▶ Stored data:
[Start of Attachment]
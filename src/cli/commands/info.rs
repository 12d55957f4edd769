//! Info command implementation

use super::validate::{format_rates_info, format_run_info, format_schedule_info};
use crate::cli::logging::log;
use crate::cli::LogLevel;
use crate::config::{load_config, InfoArgs, OutputFormat, PrimalDualSpec};

/// Render `spec` in the requested format
pub fn render_info(spec: &PrimalDualSpec, format: OutputFormat) -> Result<String, String> {
    match format {
        OutputFormat::Text => Ok([
            format_schedule_info(spec),
            format_rates_info(spec),
            format_run_info(spec),
        ]
        .join("\n")),
        OutputFormat::Json => serde_json::to_string_pretty(spec)
            .map_err(|e| format!("JSON serialization error: {e}")),
        OutputFormat::Yaml => {
            serde_yaml::to_string(spec).map_err(|e| format!("YAML serialization error: {e}"))
        }
    }
}

pub fn run_info(args: InfoArgs, level: LogLevel) -> Result<(), String> {
    let spec = load_config(&args.config).map_err(|e| format!("Config error: {e}"))?;

    if args.format == OutputFormat::Text {
        log(level, LogLevel::Normal, "Configuration Info:");
    }
    println!("{}", render_info(&spec, args.format)?);

    Ok(())
}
[End of Attachment]
▶ REQUIREMENT:
Show the lines from the data above that contain the string "InfoArgs".

▶ RESPONSE AREA:
use crate::config::{load_config, InfoArgs, OutputFormat, PrimalDualSpec};
pub fn run_info(args: InfoArgs, level: LogLevel) -> Result<(), String> {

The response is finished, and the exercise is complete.